Saved entries:
==================================================
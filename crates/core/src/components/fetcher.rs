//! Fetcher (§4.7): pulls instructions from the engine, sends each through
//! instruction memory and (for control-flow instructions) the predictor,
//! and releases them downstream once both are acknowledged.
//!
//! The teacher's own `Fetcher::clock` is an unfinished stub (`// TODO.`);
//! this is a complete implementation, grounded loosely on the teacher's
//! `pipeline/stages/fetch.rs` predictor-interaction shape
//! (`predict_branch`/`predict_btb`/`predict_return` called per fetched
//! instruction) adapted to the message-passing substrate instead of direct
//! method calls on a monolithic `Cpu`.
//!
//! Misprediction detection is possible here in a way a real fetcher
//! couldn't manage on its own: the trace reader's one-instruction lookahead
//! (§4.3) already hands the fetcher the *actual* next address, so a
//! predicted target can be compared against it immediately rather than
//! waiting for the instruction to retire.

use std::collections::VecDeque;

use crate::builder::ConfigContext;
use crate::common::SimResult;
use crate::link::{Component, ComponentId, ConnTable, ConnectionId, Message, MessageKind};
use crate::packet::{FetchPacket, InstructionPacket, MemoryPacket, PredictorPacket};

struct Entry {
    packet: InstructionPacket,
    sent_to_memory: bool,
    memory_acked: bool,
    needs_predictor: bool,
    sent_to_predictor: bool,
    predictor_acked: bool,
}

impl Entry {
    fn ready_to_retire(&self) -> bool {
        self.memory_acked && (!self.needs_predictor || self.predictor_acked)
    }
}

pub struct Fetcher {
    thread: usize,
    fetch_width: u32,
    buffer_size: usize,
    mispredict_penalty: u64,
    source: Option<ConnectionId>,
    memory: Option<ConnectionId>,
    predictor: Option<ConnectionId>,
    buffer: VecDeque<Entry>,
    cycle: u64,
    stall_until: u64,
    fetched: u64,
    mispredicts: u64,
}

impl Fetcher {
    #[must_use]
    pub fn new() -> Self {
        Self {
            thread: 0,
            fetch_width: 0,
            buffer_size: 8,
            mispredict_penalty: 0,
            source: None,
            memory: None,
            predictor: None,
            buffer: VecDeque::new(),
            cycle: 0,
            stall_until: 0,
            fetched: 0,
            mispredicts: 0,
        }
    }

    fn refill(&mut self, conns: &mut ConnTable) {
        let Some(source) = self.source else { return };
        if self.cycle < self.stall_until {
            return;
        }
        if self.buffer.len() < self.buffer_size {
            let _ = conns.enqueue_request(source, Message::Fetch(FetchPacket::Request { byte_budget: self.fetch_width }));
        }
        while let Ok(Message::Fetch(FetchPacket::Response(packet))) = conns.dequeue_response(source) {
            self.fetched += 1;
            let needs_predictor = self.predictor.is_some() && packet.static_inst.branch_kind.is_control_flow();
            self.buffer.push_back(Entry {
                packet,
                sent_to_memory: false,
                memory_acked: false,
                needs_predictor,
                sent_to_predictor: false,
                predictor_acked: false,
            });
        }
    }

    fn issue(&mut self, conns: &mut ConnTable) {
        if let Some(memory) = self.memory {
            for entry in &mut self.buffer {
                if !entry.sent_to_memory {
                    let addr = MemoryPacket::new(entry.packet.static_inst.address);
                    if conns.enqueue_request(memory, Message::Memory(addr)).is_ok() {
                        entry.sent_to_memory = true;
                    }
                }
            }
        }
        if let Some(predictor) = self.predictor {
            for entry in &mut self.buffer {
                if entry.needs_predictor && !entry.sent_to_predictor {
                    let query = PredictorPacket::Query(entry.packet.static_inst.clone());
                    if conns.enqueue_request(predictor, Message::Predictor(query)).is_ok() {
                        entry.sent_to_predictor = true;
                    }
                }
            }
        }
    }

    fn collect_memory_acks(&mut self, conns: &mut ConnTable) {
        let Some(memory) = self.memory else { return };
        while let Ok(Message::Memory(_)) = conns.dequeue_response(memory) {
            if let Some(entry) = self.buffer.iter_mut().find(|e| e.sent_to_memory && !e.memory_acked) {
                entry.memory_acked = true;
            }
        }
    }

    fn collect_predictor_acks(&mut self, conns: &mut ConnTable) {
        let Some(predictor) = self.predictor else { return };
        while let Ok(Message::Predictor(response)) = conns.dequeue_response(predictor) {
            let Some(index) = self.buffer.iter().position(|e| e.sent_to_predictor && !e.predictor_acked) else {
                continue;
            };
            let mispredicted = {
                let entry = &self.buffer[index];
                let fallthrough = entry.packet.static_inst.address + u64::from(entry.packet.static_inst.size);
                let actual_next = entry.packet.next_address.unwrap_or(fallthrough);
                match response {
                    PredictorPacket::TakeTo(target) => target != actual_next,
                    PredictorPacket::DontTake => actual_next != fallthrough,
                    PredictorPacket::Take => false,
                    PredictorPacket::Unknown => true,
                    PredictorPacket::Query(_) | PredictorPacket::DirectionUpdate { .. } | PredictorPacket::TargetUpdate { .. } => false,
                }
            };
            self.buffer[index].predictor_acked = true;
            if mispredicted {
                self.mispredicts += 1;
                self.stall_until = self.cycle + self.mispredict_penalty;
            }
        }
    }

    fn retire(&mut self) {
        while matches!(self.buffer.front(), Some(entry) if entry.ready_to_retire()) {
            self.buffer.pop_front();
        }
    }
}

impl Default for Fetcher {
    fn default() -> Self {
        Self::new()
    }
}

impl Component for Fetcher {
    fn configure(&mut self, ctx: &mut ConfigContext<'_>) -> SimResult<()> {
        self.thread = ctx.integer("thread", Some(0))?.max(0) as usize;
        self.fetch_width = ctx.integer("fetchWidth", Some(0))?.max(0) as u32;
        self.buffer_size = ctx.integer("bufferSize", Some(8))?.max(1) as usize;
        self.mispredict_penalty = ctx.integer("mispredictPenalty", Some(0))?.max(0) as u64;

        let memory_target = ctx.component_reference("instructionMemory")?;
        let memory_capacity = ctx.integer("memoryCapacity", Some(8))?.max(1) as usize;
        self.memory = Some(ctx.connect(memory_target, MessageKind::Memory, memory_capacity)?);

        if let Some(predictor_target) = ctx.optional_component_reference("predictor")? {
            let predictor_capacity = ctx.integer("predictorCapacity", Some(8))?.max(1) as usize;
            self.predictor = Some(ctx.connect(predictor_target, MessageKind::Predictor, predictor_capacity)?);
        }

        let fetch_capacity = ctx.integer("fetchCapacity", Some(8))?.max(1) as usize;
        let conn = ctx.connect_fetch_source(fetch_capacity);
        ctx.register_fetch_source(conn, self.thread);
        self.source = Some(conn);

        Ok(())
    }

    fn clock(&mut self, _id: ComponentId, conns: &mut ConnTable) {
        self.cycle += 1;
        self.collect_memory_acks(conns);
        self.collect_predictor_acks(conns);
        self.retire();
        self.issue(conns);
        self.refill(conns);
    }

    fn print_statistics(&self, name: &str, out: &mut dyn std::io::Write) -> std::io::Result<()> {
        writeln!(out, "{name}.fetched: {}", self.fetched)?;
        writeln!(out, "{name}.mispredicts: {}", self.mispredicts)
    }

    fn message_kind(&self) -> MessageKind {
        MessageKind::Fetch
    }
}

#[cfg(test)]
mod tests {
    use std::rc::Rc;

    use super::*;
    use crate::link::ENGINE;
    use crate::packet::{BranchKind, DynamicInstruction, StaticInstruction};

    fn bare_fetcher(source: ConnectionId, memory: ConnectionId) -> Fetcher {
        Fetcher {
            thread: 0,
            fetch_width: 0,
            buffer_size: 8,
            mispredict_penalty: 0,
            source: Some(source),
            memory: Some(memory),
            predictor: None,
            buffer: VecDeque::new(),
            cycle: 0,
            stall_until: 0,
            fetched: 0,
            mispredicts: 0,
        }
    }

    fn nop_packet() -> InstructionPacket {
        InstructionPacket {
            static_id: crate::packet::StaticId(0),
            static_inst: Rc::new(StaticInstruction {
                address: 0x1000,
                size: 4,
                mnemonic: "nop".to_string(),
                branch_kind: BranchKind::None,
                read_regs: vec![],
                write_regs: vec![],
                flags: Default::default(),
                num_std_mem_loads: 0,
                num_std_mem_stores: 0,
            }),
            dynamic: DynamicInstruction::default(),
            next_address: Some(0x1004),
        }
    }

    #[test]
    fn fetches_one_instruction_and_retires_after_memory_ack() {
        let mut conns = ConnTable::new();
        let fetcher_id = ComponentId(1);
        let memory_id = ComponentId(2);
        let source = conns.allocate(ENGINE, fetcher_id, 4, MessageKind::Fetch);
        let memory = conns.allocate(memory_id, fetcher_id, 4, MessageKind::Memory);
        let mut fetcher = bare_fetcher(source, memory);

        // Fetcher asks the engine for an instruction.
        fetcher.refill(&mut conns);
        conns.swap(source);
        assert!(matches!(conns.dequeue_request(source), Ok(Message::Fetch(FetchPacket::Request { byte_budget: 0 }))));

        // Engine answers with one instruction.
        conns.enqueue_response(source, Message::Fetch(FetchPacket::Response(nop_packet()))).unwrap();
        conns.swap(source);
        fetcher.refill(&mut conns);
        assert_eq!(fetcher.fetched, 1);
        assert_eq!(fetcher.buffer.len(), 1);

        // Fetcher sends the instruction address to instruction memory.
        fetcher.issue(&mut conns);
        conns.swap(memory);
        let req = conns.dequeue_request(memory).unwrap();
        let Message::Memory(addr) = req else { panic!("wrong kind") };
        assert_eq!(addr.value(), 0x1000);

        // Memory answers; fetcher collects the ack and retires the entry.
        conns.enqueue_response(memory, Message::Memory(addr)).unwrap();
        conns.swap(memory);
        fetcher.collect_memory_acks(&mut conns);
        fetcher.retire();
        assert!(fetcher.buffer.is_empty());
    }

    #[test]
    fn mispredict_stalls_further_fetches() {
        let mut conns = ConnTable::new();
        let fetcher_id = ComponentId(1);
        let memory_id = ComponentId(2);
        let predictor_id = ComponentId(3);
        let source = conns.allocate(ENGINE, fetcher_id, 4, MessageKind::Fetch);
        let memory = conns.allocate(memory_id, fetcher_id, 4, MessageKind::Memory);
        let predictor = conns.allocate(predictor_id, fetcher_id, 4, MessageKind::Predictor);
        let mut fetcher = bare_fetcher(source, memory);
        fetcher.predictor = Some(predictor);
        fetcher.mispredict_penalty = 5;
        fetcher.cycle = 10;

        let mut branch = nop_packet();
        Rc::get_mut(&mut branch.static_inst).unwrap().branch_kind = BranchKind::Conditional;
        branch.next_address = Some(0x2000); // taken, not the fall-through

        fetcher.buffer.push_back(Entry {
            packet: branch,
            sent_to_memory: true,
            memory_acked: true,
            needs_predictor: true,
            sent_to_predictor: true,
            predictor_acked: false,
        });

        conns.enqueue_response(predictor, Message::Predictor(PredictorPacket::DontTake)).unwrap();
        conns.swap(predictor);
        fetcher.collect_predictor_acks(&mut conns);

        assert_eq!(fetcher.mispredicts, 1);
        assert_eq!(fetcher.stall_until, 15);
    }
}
==================================================
Required work: All that is wanted is the number of lines in the records that include the string "sends".

Problem solution: 2